Hi everyone, I've been attempting to learn Throttlestop 9.4 after repasting my 9750H CPU.
I'm making progress, yet results are inconsistent. Sometimes blinking red THERMAL and EDP OTHER, sometimes no red limiters at all.
I was hoping someone could shed some light as to how I could improve on these settings.
Thanks so much!

-mannotserious


----------



## unclewebb (Oct 22, 2021)

When you have a 16°C difference in peak temperatures between two cores that are sitting beside each other, that is a sign that your thermal paste job might not have been great. What thermal paste did you use and how did you apply it?

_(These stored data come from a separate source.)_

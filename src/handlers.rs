use crate::errors::AppError;
use crate::habits::{parse_import, ImportError};
use crate::models::{
    AddHabitRequest, AppData, ConfirmRequest, DarkModeResponse, FilterRequest, ImportResponse,
    MonthDirection, MonthRequest, ToggleRequest,
};
use crate::render::{
    assign_colors, render_calendar, render_filter, render_page, render_week, CalendarView,
    FilterView, WeekGrid,
};
use crate::state::{AppState, Notice};
use crate::ui::{render_calendar_fragment, render_index};
use crate::views::{date_key, parse_date_key, today, week_keys_at};
use axum::{
    extract::{Multipart, Path, State},
    http::header,
    response::{Html, IntoResponse, Redirect, Response},
    Form, Json,
};
use serde::Serialize;
use tracing::{info, warn};

const EXPORT_FILE_NAME: &str = "habits-export.json";

#[derive(Debug, Serialize)]
pub struct CalendarResponse {
    pub calendar: CalendarView,
    pub filter: FilterView,
}

pub async fn index(State(state): State<AppState>) -> Html<String> {
    let today = today();
    let week = week_keys_at(today);
    let data = state.data.lock().await;
    let mut view = state.view.lock().await;
    assign_colors(&mut view, &data);
    let page = render_page(&data, &view, &week, today);
    view.notice = None;
    Html(render_index(&page))
}

pub async fn calendar_fragment(State(state): State<AppState>) -> Html<String> {
    let panel = calendar_panel(&state).await;
    Html(render_calendar_fragment(&panel.calendar, &panel.filter))
}

pub async fn add_habit(
    State(state): State<AppState>,
    Form(payload): Form<AddHabitRequest>,
) -> Redirect {
    apply_add(&state, &payload.name).await;
    Redirect::to("/")
}

pub async fn toggle_day(
    State(state): State<AppState>,
    Path(habit_id): Path<String>,
    Form(payload): Form<ToggleRequest>,
) -> Result<Redirect, AppError> {
    apply_toggle(&state, &habit_id, &payload.date).await?;
    Ok(Redirect::to("/"))
}

pub async fn tick_today(State(state): State<AppState>, Path(habit_id): Path<String>) -> Redirect {
    toggle_key(&state, &habit_id, &date_key(today())).await;
    Redirect::to("/")
}

pub async fn delete_habit(
    State(state): State<AppState>,
    Path(habit_id): Path<String>,
    Form(payload): Form<ConfirmRequest>,
) -> Result<Redirect, AppError> {
    apply_delete(&state, &habit_id, payload.confirm).await?;
    Ok(Redirect::to("/"))
}

pub async fn reset(
    State(state): State<AppState>,
    Form(payload): Form<ConfirmRequest>,
) -> Result<Redirect, AppError> {
    apply_reset(&state, payload.confirm).await?;
    state.view.lock().await.notice = Some(Notice::ResetComplete);
    Ok(Redirect::to("/"))
}

pub async fn export(State(state): State<AppState>) -> Result<Response, AppError> {
    let body = state.data.lock().await.export_json()?;
    Ok((
        [
            (header::CONTENT_TYPE, "application/json".to_string()),
            (
                header::CONTENT_DISPOSITION,
                format!("attachment; filename=\"{EXPORT_FILE_NAME}\""),
            ),
        ],
        body,
    )
        .into_response())
}

pub async fn import_upload(
    State(state): State<AppState>,
    mut multipart: Multipart,
) -> Result<Redirect, AppError> {
    let mut contents = None;
    while let Some(field) = multipart
        .next_field()
        .await
        .map_err(|err| AppError::bad_request(err.to_string()))?
    {
        if field.name() != Some("file") {
            continue;
        }
        let text = field
            .text()
            .await
            .map_err(|err| AppError::bad_request(err.to_string()))?;
        contents = Some(text);
    }

    let Some(text) = contents.filter(|text| !text.trim().is_empty()) else {
        return Ok(Redirect::to("/"));
    };

    let notice = match apply_import(&state, &text).await {
        Ok(_) => Notice::ImportComplete,
        Err(_) => Notice::ImportFailed,
    };
    state.view.lock().await.notice = Some(notice);
    Ok(Redirect::to("/"))
}

pub async fn calendar_prev(State(state): State<AppState>) -> Redirect {
    shift_month(&state, MonthDirection::Prev).await;
    Redirect::to("/#calendar")
}

pub async fn calendar_next(State(state): State<AppState>) -> Redirect {
    shift_month(&state, MonthDirection::Next).await;
    Redirect::to("/#calendar")
}

/// Checkbox form: every checked box arrives as a repeated `habit` field.
pub async fn calendar_filter(
    State(state): State<AppState>,
    Form(fields): Form<Vec<(String, String)>>,
) -> Redirect {
    let selected = fields
        .into_iter()
        .filter(|(key, _)| key == "habit")
        .map(|(_, value)| value)
        .collect();
    set_filter(&state, selected).await;
    Redirect::to("/#calendar")
}

pub async fn dark_mode(State(state): State<AppState>) -> Redirect {
    flip_dark_mode(&state).await;
    Redirect::to("/")
}

pub async fn api_state(State(state): State<AppState>) -> Json<AppData> {
    Json(state.data.lock().await.clone())
}

pub async fn api_add_habit(
    State(state): State<AppState>,
    Json(payload): Json<AddHabitRequest>,
) -> Json<AppData> {
    apply_add(&state, &payload.name).await;
    api_state(State(state)).await
}

pub async fn api_toggle(
    State(state): State<AppState>,
    Path(habit_id): Path<String>,
    Json(payload): Json<ToggleRequest>,
) -> Result<Json<AppData>, AppError> {
    apply_toggle(&state, &habit_id, &payload.date).await?;
    Ok(api_state(State(state)).await)
}

pub async fn api_delete(
    State(state): State<AppState>,
    Path(habit_id): Path<String>,
    Json(payload): Json<ConfirmRequest>,
) -> Result<Json<AppData>, AppError> {
    apply_delete(&state, &habit_id, payload.confirm).await?;
    Ok(api_state(State(state)).await)
}

pub async fn api_reset(
    State(state): State<AppState>,
    Json(payload): Json<ConfirmRequest>,
) -> Result<Json<AppData>, AppError> {
    apply_reset(&state, payload.confirm).await?;
    Ok(api_state(State(state)).await)
}

pub async fn api_import(
    State(state): State<AppState>,
    body: String,
) -> Result<Json<ImportResponse>, AppError> {
    let habits = apply_import(&state, &body).await?;
    Ok(Json(ImportResponse { habits }))
}

pub async fn api_week(State(state): State<AppState>) -> Json<WeekGrid> {
    let today = today();
    let data = state.data.lock().await;
    Json(render_week(&data, &week_keys_at(today), today))
}

pub async fn api_calendar(State(state): State<AppState>) -> Json<CalendarResponse> {
    Json(calendar_panel(&state).await)
}

pub async fn api_month(
    State(state): State<AppState>,
    Json(payload): Json<MonthRequest>,
) -> Json<CalendarResponse> {
    shift_month(&state, payload.direction).await;
    Json(calendar_panel(&state).await)
}

pub async fn api_filter(
    State(state): State<AppState>,
    Json(payload): Json<FilterRequest>,
) -> Json<CalendarResponse> {
    set_filter(&state, payload.habits).await;
    Json(calendar_panel(&state).await)
}

pub async fn api_dark_mode(State(state): State<AppState>) -> Json<DarkModeResponse> {
    let dark_mode = flip_dark_mode(&state).await;
    Json(DarkModeResponse { dark_mode })
}

/// Runs `apply` under the data lock and rewrites storage when it reports a
/// change.
async fn mutate<T>(state: &AppState, apply: impl FnOnce(&mut AppData) -> Option<T>) -> Option<T> {
    let mut data = state.data.lock().await;
    let outcome = apply(&mut data);
    if outcome.is_some() {
        state.storage.save_state(&data).await;
    }
    outcome
}

async fn apply_add(state: &AppState, name: &str) {
    if let Some(habit) = mutate(state, |data| data.add_habit(name).cloned()).await {
        info!(habit = %habit.id, name = %habit.name, "habit added");
    }
}

async fn apply_toggle(state: &AppState, habit_id: &str, date: &str) -> Result<(), AppError> {
    let Some(date) = parse_date_key(date.trim()) else {
        return Err(AppError::bad_request("date must be YYYY-MM-DD"));
    };
    toggle_key(state, habit_id, &date_key(date)).await;
    Ok(())
}

async fn toggle_key(state: &AppState, habit_id: &str, key: &str) {
    if let Some(done) = mutate(state, |data| data.toggle_log(habit_id, key)).await {
        info!(habit = %habit_id, date = %key, done, "log toggled");
    }
}

async fn apply_delete(state: &AppState, habit_id: &str, confirmed: bool) -> Result<(), AppError> {
    if !confirmed {
        return Err(AppError::confirmation_required());
    }
    if let Some(habit) = mutate(state, |data| data.delete_habit(habit_id)).await {
        info!(habit = %habit.id, name = %habit.name, "habit deleted");
    }
    Ok(())
}

async fn apply_reset(state: &AppState, confirmed: bool) -> Result<(), AppError> {
    if !confirmed {
        return Err(AppError::confirmation_required());
    }
    mutate(state, |data| {
        data.reset_all();
        Some(())
    })
    .await;
    info!("all habits reset");
    Ok(())
}

async fn apply_import(state: &AppState, text: &str) -> Result<usize, ImportError> {
    let imported = match parse_import(text) {
        Ok(imported) => imported,
        Err(err) => {
            warn!("import rejected: {err}");
            return Err(err);
        }
    };
    let count = imported.habits.len();
    mutate(state, |data| {
        *data = imported;
        Some(())
    })
    .await;
    info!(habits = count, "state imported");
    Ok(count)
}

async fn calendar_panel(state: &AppState) -> CalendarResponse {
    let data = state.data.lock().await;
    let mut view = state.view.lock().await;
    assign_colors(&mut view, &data);
    CalendarResponse {
        calendar: render_calendar(&data, &view, today()),
        filter: render_filter(&data, &view),
    }
}

async fn shift_month(state: &AppState, direction: MonthDirection) {
    let mut view = state.view.lock().await;
    view.month = match direction {
        MonthDirection::Prev => view.month.prev(),
        MonthDirection::Next => view.month.next(),
    };
}

async fn set_filter(state: &AppState, selected: Vec<String>) {
    let mut view = state.view.lock().await;
    view.filter = selected.into_iter().collect();
}

async fn flip_dark_mode(state: &AppState) -> bool {
    let mut view = state.view.lock().await;
    view.dark_mode = !view.dark_mode;
    state.storage.save_dark_mode(view.dark_mode).await;
    view.dark_mode
}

There are situations when the paste job is great but the heatsink does not sit flat on the cores. It takes some people a few tries before they get good results. 

Your ThrottleStop settings look OK. You will never be able to get maximum performance out of this CPU unless the cooling is better. Some Dell laptops use marginal heatsinks and fans. They are good enough for the 45W TDP rating. When you try to go beyond 45W, the heatsink might not be capable of that. Thermal throttling could be unavoidable even if your thermal paste job is perfect.


----------



## mannotserious (Oct 25, 2021)

Thanks for the response Uncle. 
Turns out I had used too much paste on the CPU and GPU, and the MOSFET pads I used were too thick. I repasted and swapped the thermal pads out for thin ones. I've kept the same Throttlestop settings but added a GPU undervolt. Things look far better now. Following a 5-pass Cinebench R23 test, I didn't even get yellow limit warnings and the deviation between core temps didn't exceed 7°C. I got a score of 6099 pts. Thanks for pointing me in the right direction Uncle.

For others with the same set up:
- Thin thermal paste on GPU and CPU, using spread technique.
- 0.5mm thermal pads on each MOSFET.
- 3x 1.5mm thermal pads stacked on the VRM.
- Dell Power Settings: Thermal Mangement set to Ultra Performance
- Throttlestop Intel GPU and iGPU Unslice undervolt: -49.8


----------